Number One has to be the machine above! Cool on every front! More later, I’m sure, as we find the time to dig around in its innards—which are quite transparent! My short take on the OLPC machine (yours for a small donation—really!) is that now I see why Bill Gates has so much money! If this is all it costs to have a machine and have software unburdened by huge royalties, then I’m more than ready to move on. This machine is not a toy, it’s a tool, more powerful than many machines, and more portable, durable, better at just about anything you can name. Record music. Do a calculation. RSS. IM/Chatting. Share composition of a document. Powerful!
And, remember, you’ve gotten 2-two-dos for Four-Twenty-Something (that is, approximately $423, or $200 for each machine, and the remainder to ship yours to you!). Get yours here!
Next: Fun Xmas Party! But private, so I’ll move on, except to say that many people examined and loved the OLPC!

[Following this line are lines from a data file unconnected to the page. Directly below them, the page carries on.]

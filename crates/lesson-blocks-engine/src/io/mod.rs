use crate::models::LessonId;
use log::info;
use relative_path::RelativePathBuf;
use std::collections::HashMap;
use std::fs;
use std::path::{Path, PathBuf};
use std::sync::Mutex;

pub const LESSON_EXTENSION: &str = "lesson";

#[derive(Debug, thiserror::Error)]
pub enum StoreError {
    #[error("Lesson not found: {0}")]
    NotFound(LessonId),
    #[error("IO error: {0}")]
    Io(#[from] std::io::Error),
    #[error("Invalid lessons directory: {0}")]
    InvalidLessonsDir(String),
}

/// Where lesson content is read from and saved to.
///
/// Content is passed through untouched: callers hand in serializer output and
/// get back whatever string was stored.
pub trait LessonStore {
    fn load_lesson_content(&self, lesson_id: LessonId) -> Result<String, StoreError>;
    fn save_lesson_content(&self, lesson_id: LessonId, content: &str) -> Result<(), StoreError>;
}

/// Stores each lesson as `<root>/<id>.lesson`
#[derive(Debug, Clone)]
pub struct FileLessonStore {
    root: PathBuf,
}

impl FileLessonStore {
    pub fn new(root: impl Into<PathBuf>) -> Self {
        Self { root: root.into() }
    }

    pub fn root(&self) -> &Path {
        &self.root
    }

    pub fn lesson_path(&self, lesson_id: LessonId) -> PathBuf {
        RelativePathBuf::from(format!("{lesson_id}.{LESSON_EXTENSION}")).to_path(&self.root)
    }

    /// Ids of all stored lessons, ascending
    pub fn lesson_ids(&self) -> Result<Vec<LessonId>, StoreError> {
        validate_lessons_dir(&self.root)?;
        let mut ids = Vec::new();
        for entry in fs::read_dir(&self.root)? {
            let path = entry?.path();
            if path.extension().is_some_and(|ext| ext == LESSON_EXTENSION)
                && let Some(id) = path
                    .file_stem()
                    .and_then(|stem| stem.to_str())
                    .and_then(|stem| stem.parse().ok())
            {
                ids.push(id);
            }
        }
        ids.sort_unstable();
        Ok(ids)
    }
}

impl LessonStore for FileLessonStore {
    fn load_lesson_content(&self, lesson_id: LessonId) -> Result<String, StoreError> {
        let path = self.lesson_path(lesson_id);
        if !path.exists() {
            return Err(StoreError::NotFound(lesson_id));
        }
        fs::read_to_string(&path).map_err(StoreError::Io)
    }

    fn save_lesson_content(&self, lesson_id: LessonId, content: &str) -> Result<(), StoreError> {
        let path = self.lesson_path(lesson_id);

        // Create parent directories if they don't exist
        if let Some(parent) = path.parent() {
            fs::create_dir_all(parent)?;
        }

        fs::write(&path, content)?;
        info!("Saved lesson {lesson_id} to {}", path.display());
        Ok(())
    }
}

/// In-memory store for tests and previews
#[derive(Debug, Default)]
pub struct MemoryLessonStore {
    lessons: Mutex<HashMap<LessonId, String>>,
}

impl MemoryLessonStore {
    pub fn new() -> Self {
        Self::default()
    }

    pub fn with_lesson(self, lesson_id: LessonId, content: impl Into<String>) -> Self {
        self.lessons
            .lock()
            .unwrap_or_else(|e| e.into_inner())
            .insert(lesson_id, content.into());
        self
    }
}

impl LessonStore for MemoryLessonStore {
    fn load_lesson_content(&self, lesson_id: LessonId) -> Result<String, StoreError> {
        // Recover from poisoned mutex (another thread panicked while holding lock)
        let lessons = self.lessons.lock().unwrap_or_else(|e| e.into_inner());
        lessons
            .get(&lesson_id)
            .cloned()
            .ok_or(StoreError::NotFound(lesson_id))
    }

    fn save_lesson_content(&self, lesson_id: LessonId, content: &str) -> Result<(), StoreError> {
        let mut lessons = self.lessons.lock().unwrap_or_else(|e| e.into_inner());
        lessons.insert(lesson_id, content.to_string());
        Ok(())
    }
}

pub fn validate_lessons_dir(path: &Path) -> Result<(), StoreError> {
    if !path.exists() || !path.is_dir() {
        return Err(StoreError::InvalidLessonsDir(
            "Directory does not exist".to_string(),
        ));
    }

    Ok(())
}

#[cfg(test)]
mod tests {
    use super::*;
    use crate::tests::{create_test_lesson, create_test_lessons_dir};

    #[test]
    fn test_load_existing_lesson() {
        let dir = create_test_lessons_dir();
        create_test_lesson(&dir, 1, "<p>Hello</p>");

        let store = FileLessonStore::new(dir.path());
        assert_eq!(store.load_lesson_content(1).unwrap(), "<p>Hello</p>");
    }

    #[test]
    fn test_load_missing_lesson() {
        let dir = create_test_lessons_dir();
        let store = FileLessonStore::new(dir.path());
        let result = store.load_lesson_content(42);
        assert!(matches!(result, Err(StoreError::NotFound(42))));
    }

    #[test]
    fn test_save_creates_root_directory() {
        let dir = create_test_lessons_dir();
        let store = FileLessonStore::new(dir.path().join("course-1").join("lessons"));

        store.save_lesson_content(3, r#"{"blocks":[]}"#).unwrap();

        assert!(store.root().is_dir());
        assert_eq!(store.load_lesson_content(3).unwrap(), r#"{"blocks":[]}"#);
    }

    #[test]
    fn test_save_overwrites_existing() {
        let dir = create_test_lessons_dir();
        create_test_lesson(&dir, 5, "old");
        let store = FileLessonStore::new(dir.path());

        store.save_lesson_content(5, "new").unwrap();

        assert_eq!(store.load_lesson_content(5).unwrap(), "new");
    }

    #[test]
    fn test_lesson_ids_ignore_other_files() {
        let dir = create_test_lessons_dir();
        create_test_lesson(&dir, 10, "a");
        create_test_lesson(&dir, 2, "b");
        std::fs::write(dir.path().join("notes.txt"), "x").unwrap();
        std::fs::write(dir.path().join("draft.lesson"), "x").unwrap();

        let store = FileLessonStore::new(dir.path());
        assert_eq!(store.lesson_ids().unwrap(), vec![2, 10]);
    }

    #[test]
    fn test_validate_lessons_dir_not_exists() {
        let result = validate_lessons_dir(Path::new("/nonexistent/path"));
        assert!(matches!(result, Err(StoreError::InvalidLessonsDir(_))));
    }

    #[test]
    fn test_memory_store_round_trip() {
        let store = MemoryLessonStore::new().with_lesson(1, "one");
        store.save_lesson_content(2, "two").unwrap();
        assert_eq!(store.load_lesson_content(1).unwrap(), "one");
        assert_eq!(store.load_lesson_content(2).unwrap(), "two");
        assert!(matches!(
            store.load_lesson_content(3),
            Err(StoreError::NotFound(3))
        ));
    }
}
/*!
 * # Editing Session Module
 *
 * Authoring-time ownership of one lesson document.
 *
 * ## Architecture Overview
 *
 * ### 1. Single Owner
 * - An **`EditingSession`** owns the `Document` being authored and the editor
 *   widget attached to it
 * - Read-only views never go through a session; they deserialize and render
 *
 * ### 2. Command-Based Editing
 * - All edits are **Commands** (`Cmd`) applied through `EditingSession::apply`
 * - Each successful command returns a **`Patch`** and bumps the version
 * - Table edits go through `TableGrid`, so saving always re-derives
 *   `withHeadings` from whether a header section exists
 *
 * ### 3. Stable Block IDs
 * - Every block in a session has a **`BlockId`** that survives reordering
 *   and updates
 * - Ids are session-local and never persisted
 *
 * ### 4. Snapshots and Change Notification
 * - `current_snapshot()` serializes on demand without side effects
 * - Each edit pushes a fresh snapshot to the registered listener
 * - A snapshot failure is logged and the last good snapshot is kept
 *
 * ### 5. Widget Lifecycle
 * - A `WidgetHost` acquires an `EditorWidget` on every `load`
 * - Re-acquiring releases the previous widget; `dispose` and drop release it
 * - Acquisition failure is non-fatal: notifications stay off until the next
 *   successful `load`
 *
 * ## Module Structure
 *
 * - **`session`**: `EditingSession` and its state machine
 * - **`commands`**: `Cmd` and `TableEdit`
 * - **`patch`**: edit result metadata
 * - **`widget`**: widget traits and the owning `WidgetSlot`
 */

pub mod commands;
pub mod patch;
pub mod session;
pub mod widget;

pub use commands::{Cmd, TableEdit};
pub use patch::Patch;
pub use session::{EditingSession, SessionError, SessionState};
pub use widget::{EditorWidget, HeadlessHost, WidgetError, WidgetHost, WidgetSlot};

use std::fmt;

use uuid::Uuid;

/// Session-local identity of a block
#[derive(Debug, Clone, Copy, PartialEq, Eq, Hash)]
pub struct BlockId(Uuid);

impl BlockId {
    pub fn new() -> Self {
        Self(Uuid::new_v4())
    }
}

impl Default for BlockId {
    fn default() -> Self {
        Self::new()
    }
}

impl fmt::Display for BlockId {
    fn fmt(&self, f: &mut fmt::Formatter<'_>) -> fmt::Result {
        write!(f, "{}", self.0)
    }
}
pub mod blocks;
pub mod codec;
pub mod context;
pub mod editing;
pub mod io;
pub mod models;
pub mod render;
pub mod services;

#[cfg(test)]
pub mod tests;

// Re-export key types for easier usage
pub use blocks::{Block, BlockKind, ContentOrigin, Document, ListStyle, TableGrid};
pub use codec::{ParsedContent, classify_and_parse, deserialize, serialize};
pub use context::{KeyValueStore, MemoryKeyValueStore, SessionContext, UserProfile};
pub use editing::{BlockId, Cmd, EditingSession, Patch, SessionError, SessionState, TableEdit};
pub use io::*;
pub use models::*;
pub use render::{render_block, render_document, render_text};
pub use services::{LessonService, RenderedLesson, ServiceError};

Third: I have true admiration for the statistical concept of average, and the insights it can give, but these figures from the WashPost on the financials of the average household here in the US have little resemblance to that of any I know that I’m staggered. Who do I know that spends $3600 a year on furniture and household equipment? This must mean a staggering number of households are spending oh so much more than my acquaintances do! Consumer credit average: about $21,500. Whew. Don’t think that high figure represents many (any?, no I can think of two…) of our friends, but spread across the nation with an average income of a smidge over $55K, not hard to see why we’re hearing so much about the credit crunch/squeeze/Problem!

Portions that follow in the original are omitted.